**Directions for this task:**
Please count how many lines in the entries below contain "SqlitePool" and reply with the figure alone.

[[ Listed entries open ]]

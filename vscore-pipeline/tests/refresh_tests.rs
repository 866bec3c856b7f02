//! End-to-end refresh tests against a temporary SQLite database

mod helpers;

use std::collections::BTreeMap;
use std::time::Duration;

use helpers::{count_rows, create_test_db, seed_population, table_exists};
use sqlx::SqlitePool;
use vscore_common::db::{get_setting_raw, set_setting, VulnerabilityRecord, CURRENT_SNAPSHOT_KEY};
use vscore_common::Severity;
use vscore_pipeline::db::{load_current_snapshot, prepare_shadow};
use vscore_pipeline::models::RefreshStatus;
use vscore_pipeline::period::YearMonth;
use vscore_pipeline::{refresh_vulnerability_scores, RefreshCoordinator, RefreshError, RefreshOptions};

fn options() -> RefreshOptions {
    RefreshOptions {
        reference_month: Some(YearMonth::new(2024, 6)),
        settings: None,
    }
}

/// Create the shadow table up front with an insert trigger that aborts
/// whenever `condition` holds for the incoming row
async fn reject_shadow_rows(pool: &SqlitePool, condition: &str) {
    prepare_shadow(pool).await.unwrap();
    sqlx::query(&format!(
        "CREATE TRIGGER reject_rows BEFORE INSERT ON vulnerability_records_shadow \
         WHEN {} BEGIN SELECT RAISE(ABORT, 'row rejected'); END",
        condition
    ))
    .execute(pool)
    .await
    .unwrap();
}

async fn records(pool: &SqlitePool) -> BTreeMap<String, VulnerabilityRecord> {
    let rows: Vec<VulnerabilityRecord> = sqlx::query_as("SELECT * FROM vulnerability_records")
        .fetch_all(pool)
        .await
        .unwrap();
    rows.into_iter().map(|r| (r.household_id.clone(), r)).collect()
}

#[tokio::test]
async fn test_refresh_scores_every_eligible_household() {
    let (_dir, pool) = create_test_db().await;
    seed_population(&pool).await;

    let result = refresh_vulnerability_scores(&pool, &options()).await;

    assert_eq!(result.status, RefreshStatus::Success, "{}", result.message);
    assert_eq!(result.rows_processed, 9);
    assert_eq!(result.diagnostics.total_loaded, 11);
    assert_eq!(result.diagnostics.after_active_filter, 10);
    assert_eq!(result.diagnostics.after_validity_filter, 9);
    assert!(result.failed_batches.is_empty());

    let metrics = result.metrics.unwrap();
    assert_eq!(metrics.n_clusters, 3);
    assert!(metrics.silhouette.is_some());

    let rows = records(&pool).await;
    assert_eq!(rows.len(), 9);
    assert!(!rows.contains_key("X1"));
    assert!(!rows.contains_key("X2"));

    for id in ["P1", "P2", "P3"] {
        assert_eq!(rows[id].severity, Severity::VeryVulnerable, "{}", id);
        assert_eq!(rows[id].region.as_deref(), Some("Sukamaju"));
    }
    for id in ["M1", "M2", "M3"] {
        assert_eq!(rows[id].severity, Severity::Vulnerable, "{}", id);
    }
    for id in ["R1", "R2", "R3"] {
        assert_eq!(rows[id].severity, Severity::NotVulnerable, "{}", id);
    }

    for row in rows.values() {
        assert_eq!(row.final_score, row.base_score - row.total_penalty);
        assert_eq!(row.snapshot_id, result.snapshot_id.map(|id| id.to_string()));
    }

    assert!(!table_exists(&pool, "vulnerability_records_shadow").await);
}

#[tokio::test]
async fn test_refresh_applies_recency_penalty() {
    let (_dir, pool) = create_test_db().await;
    seed_population(&pool).await;

    refresh_vulnerability_scores(&pool, &options()).await;
    let rows = records(&pool).await;

    let p1 = &rows["P1"];
    assert_eq!(p1.bpnt_period.as_deref(), Some("BPNT JAN 2024"));
    assert_eq!(p1.pkh_period.as_deref(), Some("PKH MEI 2020"));
    assert_eq!(p1.bpnt_penalty, 40);
    assert_eq!(p1.pkh_penalty, 0);
    assert_eq!(p1.total_penalty, 40);
    assert_eq!(p1.base_score, 90);
    assert_eq!(p1.final_score, 50);

    let p2 = &rows["P2"];
    assert_eq!(p2.bpnt_period, None);
    assert_eq!(p2.total_penalty, 0);
    assert_eq!(p2.final_score, 90);
}

#[tokio::test]
async fn test_refresh_copies_raw_features() {
    let (_dir, pool) = create_test_db().await;
    seed_population(&pool).await;

    refresh_vulnerability_scores(&pool, &options()).await;
    let rows = records(&pool).await;

    let r1 = &rows["R1"];
    assert_eq!(r1.income_decile, 9.0);
    assert_eq!(r1.national_rank, 91);
    assert_eq!(r1.dependents, 1);
    assert_eq!(r1.asset_high, 550_000_000.0);
    assert_eq!(r1.asset_medium, 0.0);
    assert_eq!(r1.asset_low, 0.0);

    let m2 = &rows["M2"];
    assert_eq!(m2.asset_medium, 25_000_000.0);
    assert_eq!(m2.dependents, 3);
}

#[tokio::test]
async fn test_empty_input_leaves_previous_results() {
    let (_dir, pool) = create_test_db().await;
    seed_population(&pool).await;

    let first = refresh_vulnerability_scores(&pool, &options()).await;
    assert_eq!(first.status, RefreshStatus::Success);
    let before = records(&pool).await;
    let pointer_before = get_setting_raw(&pool, CURRENT_SNAPSHOT_KEY).await.unwrap();

    sqlx::query("UPDATE households SET inactive = 1")
        .execute(&pool)
        .await
        .unwrap();

    let second = refresh_vulnerability_scores(&pool, &options()).await;

    assert_eq!(second.status, RefreshStatus::Error);
    assert_eq!(second.rows_processed, 0);
    assert_eq!(second.diagnostics.total_loaded, 11);
    assert_eq!(second.diagnostics.after_active_filter, 0);
    assert_eq!(second.diagnostics.after_validity_filter, 0);
    assert!(second.snapshot_id.is_none());

    assert_eq!(records(&pool).await, before);
    assert_eq!(get_setting_raw(&pool, CURRENT_SNAPSHOT_KEY).await.unwrap(), pointer_before);
}

#[tokio::test]
async fn test_empty_database_reports_error() {
    let (_dir, pool) = create_test_db().await;

    let result = refresh_vulnerability_scores(&pool, &options()).await;

    assert_eq!(result.status, RefreshStatus::Error);
    assert_eq!(result.diagnostics.total_loaded, 0);
    assert_eq!(count_rows(&pool, "vulnerability_records").await, 0);
    assert!(load_current_snapshot(&pool).await.unwrap().is_none());
}

#[tokio::test]
async fn test_rerun_is_equivalent() {
    let (_dir, pool) = create_test_db().await;
    seed_population(&pool).await;

    refresh_vulnerability_scores(&pool, &options()).await;
    let first: BTreeMap<String, (Severity, i64)> = records(&pool)
        .await
        .into_iter()
        .map(|(id, r)| (id, (r.severity, r.final_score)))
        .collect();

    refresh_vulnerability_scores(&pool, &options()).await;
    let second: BTreeMap<String, (Severity, i64)> = records(&pool)
        .await
        .into_iter()
        .map(|(id, r)| (id, (r.severity, r.final_score)))
        .collect();

    assert_eq!(first, second);
}

#[tokio::test]
async fn test_snapshot_published_with_swap() {
    let (_dir, pool) = create_test_db().await;
    seed_population(&pool).await;

    let first = refresh_vulnerability_scores(&pool, &options()).await;
    let snapshot = load_current_snapshot(&pool).await.unwrap().unwrap();

    assert_eq!(Some(snapshot.snapshot_id), first.snapshot_id);
    assert_eq!(snapshot.reference_month, YearMonth::new(2024, 6));
    assert_eq!(snapshot.feature_names.len(), 6);
    assert_eq!(snapshot.bounds.len(), 6);
    assert_eq!(snapshot.bounds[0].min, 1.0);
    assert_eq!(snapshot.bounds[0].max, 9.0);
    assert_eq!(snapshot.centroids.len(), 3);
    assert_eq!(snapshot.labels.len(), 3);
    assert_eq!(snapshot.household_count, 9);
    assert_eq!(snapshot.params.seed, 42);

    let second = refresh_vulnerability_scores(&pool, &options()).await;
    let current = load_current_snapshot(&pool).await.unwrap().unwrap();

    assert_ne!(first.snapshot_id, second.snapshot_id);
    assert_eq!(Some(current.snapshot_id), second.snapshot_id);
    assert_eq!(count_rows(&pool, "model_snapshots").await, 2);
}

#[tokio::test]
async fn test_snapshot_retention() {
    let (_dir, pool) = create_test_db().await;
    seed_population(&pool).await;
    set_setting(&pool, "snapshot_retention_count", "2").await.unwrap();

    let mut last = None;
    for _ in 0..4 {
        last = refresh_vulnerability_scores(&pool, &options()).await.snapshot_id;
    }

    assert_eq!(count_rows(&pool, "model_snapshots").await, 2);
    let current = load_current_snapshot(&pool).await.unwrap().unwrap();
    assert_eq!(Some(current.snapshot_id), last);
}

#[tokio::test]
async fn test_small_batches_still_succeed() {
    let (_dir, pool) = create_test_db().await;
    seed_population(&pool).await;
    set_setting(&pool, "refresh_batch_size", "2").await.unwrap();

    let result = refresh_vulnerability_scores(&pool, &options()).await;

    assert_eq!(result.status, RefreshStatus::Success);
    assert_eq!(result.rows_processed, 9);
    assert_eq!(count_rows(&pool, "vulnerability_records").await, 9);
}

#[tokio::test]
async fn test_fewer_than_three_households_single_cluster() {
    let (_dir, pool) = create_test_db().await;

    let mut a = helpers::HouseholdSeed::new("A");
    a.deciles = vec![3];
    a.national_rank = Some(20);
    helpers::seed_household(&pool, &a).await;

    let mut b = helpers::HouseholdSeed::new("B");
    b.deciles = vec![7];
    b.national_rank = Some(70);
    helpers::seed_household(&pool, &b).await;

    let result = refresh_vulnerability_scores(&pool, &options()).await;

    assert_eq!(result.status, RefreshStatus::Success);
    let metrics = result.metrics.unwrap();
    assert_eq!(metrics.n_clusters, 1);
    assert_eq!(metrics.silhouette, None);

    let rows = records(&pool).await;
    assert_eq!(rows["A"].severity, Severity::VeryVulnerable);
    assert_eq!(rows["B"].severity, Severity::VeryVulnerable);
    assert_eq!(rows["A"].region, None);
}

#[tokio::test]
async fn test_concurrent_trigger_rejected() {
    let (_dir, pool) = create_test_db().await;
    seed_population(&pool).await;

    let coordinator = RefreshCoordinator::new();
    let (first, second) = tokio::join!(
        coordinator.trigger(pool.clone(), options()),
        coordinator.trigger(pool.clone(), options()),
    );

    assert_eq!(first.unwrap().status, RefreshStatus::Success);
    assert!(matches!(second, Err(RefreshError::AlreadyRunning)));
    assert!(!coordinator.is_running());

    let last = coordinator.last_result().await.unwrap();
    assert_eq!(last.status, RefreshStatus::Success);

    // lock released after the run
    let again = coordinator.trigger(pool.clone(), options()).await.unwrap();
    assert_eq!(again.status, RefreshStatus::Success);
}

#[tokio::test]
async fn test_rejected_batch_gives_partial_result() {
    let (_dir, pool) = create_test_db().await;
    seed_population(&pool).await;
    set_setting(&pool, "refresh_batch_size", "3").await.unwrap();
    reject_shadow_rows(&pool, "NEW.household_id = 'M2'").await;

    let result = refresh_vulnerability_scores(&pool, &options()).await;

    assert_eq!(result.status, RefreshStatus::Partial, "{}", result.message);
    assert_eq!(result.rows_processed, 6);
    assert_eq!(result.failed_batches.len(), 1);
    // households are scored in id order: M1..M3 form the first batch
    assert_eq!(result.failed_batches[0].batch_index, 0);
    assert_eq!(result.failed_batches[0].start_row, 0);
    assert_eq!(result.failed_batches[0].row_count, 3);
    assert!(result.message.contains("6 of 9"), "{}", result.message);
    assert!(result.message.contains("1 of 3"), "{}", result.message);

    let current = load_current_snapshot(&pool).await.unwrap().unwrap();
    assert_eq!(result.snapshot_id, Some(current.snapshot_id));

    let rows = records(&pool).await;
    assert_eq!(rows.len(), 6);
    assert!(rows.keys().all(|id| !id.starts_with('M')));
}

#[tokio::test]
async fn test_every_batch_rejected_keeps_previous_results() {
    let (_dir, pool) = create_test_db().await;
    seed_population(&pool).await;

    let first = refresh_vulnerability_scores(&pool, &options()).await;
    assert_eq!(first.status, RefreshStatus::Success);
    let before = records(&pool).await;
    let pointer = get_setting_raw(&pool, CURRENT_SNAPSHOT_KEY).await.unwrap();

    set_setting(&pool, "refresh_batch_size", "4").await.unwrap();
    reject_shadow_rows(&pool, "1").await;

    let result = refresh_vulnerability_scores(&pool, &options()).await;

    assert_eq!(result.status, RefreshStatus::Error);
    assert_eq!(result.rows_processed, 0);
    assert_eq!(result.failed_batches.len(), 3);
    assert_eq!(result.snapshot_id, None);
    assert!(result.message.contains("All 3 persistence batches failed"), "{}", result.message);

    assert!(!table_exists(&pool, "vulnerability_records_shadow").await);
    assert_eq!(get_setting_raw(&pool, CURRENT_SNAPSHOT_KEY).await.unwrap(), pointer);
    assert_eq!(count_rows(&pool, "model_snapshots").await, 1);

    let after = records(&pool).await;
    assert_eq!(after.len(), 9);
    for (id, record) in &before {
        assert_eq!(after[id].snapshot_id, record.snapshot_id);
        assert_eq!(after[id].final_score, record.final_score);
    }
}

#[tokio::test]
async fn test_coordinator_tracks_last_error() {
    let (_dir, pool) = create_test_db().await;
    let coordinator = RefreshCoordinator::new();

    let failed = coordinator.trigger(pool.clone(), options()).await.unwrap();
    assert_eq!(failed.status, RefreshStatus::Error);
    assert_eq!(coordinator.last_error().await, Some(failed.message));

    seed_population(&pool).await;
    let ok = coordinator.trigger(pool.clone(), options()).await.unwrap();
    assert_eq!(ok.status, RefreshStatus::Success);
    assert_eq!(coordinator.last_error().await, None);
}

#[tokio::test]
async fn test_abandoned_trigger_still_records_error() {
    let (_dir, pool) = create_test_db().await;
    let coordinator = RefreshCoordinator::new();

    // caller gives up right after the run is spawned
    let waited = tokio::time::timeout(
        Duration::ZERO,
        coordinator.trigger(pool.clone(), options()),
    )
    .await;
    assert!(waited.is_err());

    for _ in 0..500 {
        if coordinator.last_result().await.is_some() {
            break;
        }
        tokio::time::sleep(Duration::from_millis(10)).await;
    }

    let last = coordinator.last_result().await.unwrap();
    assert_eq!(last.status, RefreshStatus::Error);
    assert_eq!(coordinator.last_error().await, Some(last.message));
}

[[ Listed entries closed ]]

**Solution to the problem:**
3